Dataset entries
*** Block opens ***

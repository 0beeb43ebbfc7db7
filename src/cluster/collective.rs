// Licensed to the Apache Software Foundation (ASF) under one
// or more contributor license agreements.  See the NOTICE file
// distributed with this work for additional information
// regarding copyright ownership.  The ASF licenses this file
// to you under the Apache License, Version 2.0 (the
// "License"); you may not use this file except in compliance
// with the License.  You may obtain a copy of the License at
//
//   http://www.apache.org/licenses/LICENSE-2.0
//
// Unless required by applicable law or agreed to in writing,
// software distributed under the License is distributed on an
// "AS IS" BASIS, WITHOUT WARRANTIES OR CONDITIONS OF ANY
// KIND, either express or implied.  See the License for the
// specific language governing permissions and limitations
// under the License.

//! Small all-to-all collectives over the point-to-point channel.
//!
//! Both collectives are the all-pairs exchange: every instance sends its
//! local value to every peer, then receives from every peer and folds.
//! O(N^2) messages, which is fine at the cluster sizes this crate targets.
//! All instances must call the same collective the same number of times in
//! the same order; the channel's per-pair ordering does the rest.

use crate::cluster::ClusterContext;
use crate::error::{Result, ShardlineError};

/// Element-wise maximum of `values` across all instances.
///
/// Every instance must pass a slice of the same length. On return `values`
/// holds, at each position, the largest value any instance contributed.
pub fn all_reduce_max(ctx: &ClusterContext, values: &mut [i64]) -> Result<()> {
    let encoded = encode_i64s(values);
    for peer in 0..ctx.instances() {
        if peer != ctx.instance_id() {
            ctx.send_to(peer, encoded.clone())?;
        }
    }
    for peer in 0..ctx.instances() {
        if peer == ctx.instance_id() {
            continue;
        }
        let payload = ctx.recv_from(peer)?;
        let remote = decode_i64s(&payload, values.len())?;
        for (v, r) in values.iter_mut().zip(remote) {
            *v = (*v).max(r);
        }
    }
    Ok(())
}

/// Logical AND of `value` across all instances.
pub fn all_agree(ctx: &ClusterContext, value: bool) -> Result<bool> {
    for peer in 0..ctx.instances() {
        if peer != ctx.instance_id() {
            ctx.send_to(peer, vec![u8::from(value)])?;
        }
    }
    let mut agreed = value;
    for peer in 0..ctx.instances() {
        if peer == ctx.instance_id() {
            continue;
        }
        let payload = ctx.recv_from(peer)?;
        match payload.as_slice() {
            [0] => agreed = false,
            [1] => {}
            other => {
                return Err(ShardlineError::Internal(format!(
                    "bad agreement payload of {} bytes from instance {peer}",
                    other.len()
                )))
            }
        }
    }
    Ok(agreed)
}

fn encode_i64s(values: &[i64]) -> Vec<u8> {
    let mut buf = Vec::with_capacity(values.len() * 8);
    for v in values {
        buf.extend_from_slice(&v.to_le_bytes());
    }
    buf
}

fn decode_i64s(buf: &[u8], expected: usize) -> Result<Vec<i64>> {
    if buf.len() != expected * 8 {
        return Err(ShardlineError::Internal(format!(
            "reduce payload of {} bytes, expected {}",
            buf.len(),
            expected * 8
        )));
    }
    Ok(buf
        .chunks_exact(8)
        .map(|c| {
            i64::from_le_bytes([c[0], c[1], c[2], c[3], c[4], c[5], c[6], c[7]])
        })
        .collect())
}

*** Block closes ***
*** Block opens ***

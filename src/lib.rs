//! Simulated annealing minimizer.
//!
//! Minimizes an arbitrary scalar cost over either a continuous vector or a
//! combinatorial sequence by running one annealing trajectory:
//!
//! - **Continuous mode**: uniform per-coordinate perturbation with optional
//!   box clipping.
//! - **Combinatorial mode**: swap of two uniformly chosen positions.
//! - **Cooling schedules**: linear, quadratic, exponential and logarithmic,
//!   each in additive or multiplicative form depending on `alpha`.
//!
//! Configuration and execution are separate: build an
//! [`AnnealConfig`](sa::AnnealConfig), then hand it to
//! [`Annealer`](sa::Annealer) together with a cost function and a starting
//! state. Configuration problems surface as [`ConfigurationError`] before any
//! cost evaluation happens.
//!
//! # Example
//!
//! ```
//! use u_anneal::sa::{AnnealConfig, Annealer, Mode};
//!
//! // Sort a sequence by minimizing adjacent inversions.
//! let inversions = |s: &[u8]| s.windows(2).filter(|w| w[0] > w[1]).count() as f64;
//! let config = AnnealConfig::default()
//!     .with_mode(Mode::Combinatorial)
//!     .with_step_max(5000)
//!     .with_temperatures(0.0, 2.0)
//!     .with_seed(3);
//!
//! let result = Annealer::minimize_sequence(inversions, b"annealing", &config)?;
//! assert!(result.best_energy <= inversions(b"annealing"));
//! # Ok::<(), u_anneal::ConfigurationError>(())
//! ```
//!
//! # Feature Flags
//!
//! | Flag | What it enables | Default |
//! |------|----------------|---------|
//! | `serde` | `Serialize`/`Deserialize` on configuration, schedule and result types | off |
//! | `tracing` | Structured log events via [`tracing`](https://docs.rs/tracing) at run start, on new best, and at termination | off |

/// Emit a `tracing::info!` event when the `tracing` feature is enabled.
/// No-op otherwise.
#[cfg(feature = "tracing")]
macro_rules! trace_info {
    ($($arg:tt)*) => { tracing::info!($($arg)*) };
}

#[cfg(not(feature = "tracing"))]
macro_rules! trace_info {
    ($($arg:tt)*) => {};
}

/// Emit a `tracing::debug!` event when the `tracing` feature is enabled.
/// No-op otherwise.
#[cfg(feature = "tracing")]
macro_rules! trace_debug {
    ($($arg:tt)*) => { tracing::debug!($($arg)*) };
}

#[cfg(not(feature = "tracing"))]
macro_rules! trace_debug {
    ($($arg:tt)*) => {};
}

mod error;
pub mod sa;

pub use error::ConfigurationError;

*** Block closes ***

[TASK DETAILS]: Could you restate, word for word, the lines above from the one with "repository 0beeb43ebbfc7db7" to the one with "instance sends its", both included?

[PROBLEM SOLUTION]:
repository 0beeb43ebbfc7db7
filename src/cluster/collective.rs
// Licensed to the Apache Software Foundation (ASF) under one
// or more contributor license agreements.  See the NOTICE file
// distributed with this work for additional information
// regarding copyright ownership.  The ASF licenses this file
// to you under the Apache License, Version 2.0 (the
// "License"); you may not use this file except in compliance
// with the License.  You may obtain a copy of the License at
//
//   http://www.apache.org/licenses/LICENSE-2.0
//
// Unless required by applicable law or agreed to in writing,
// software distributed under the License is distributed on an
// "AS IS" BASIS, WITHOUT WARRANTIES OR CONDITIONS OF ANY
// KIND, either express or implied.  See the License for the
// specific language governing permissions and limitations
// under the License.

//! Small all-to-all collectives over the point-to-point channel.
//!
//! Both collectives are the all-pairs exchange: every instance sends its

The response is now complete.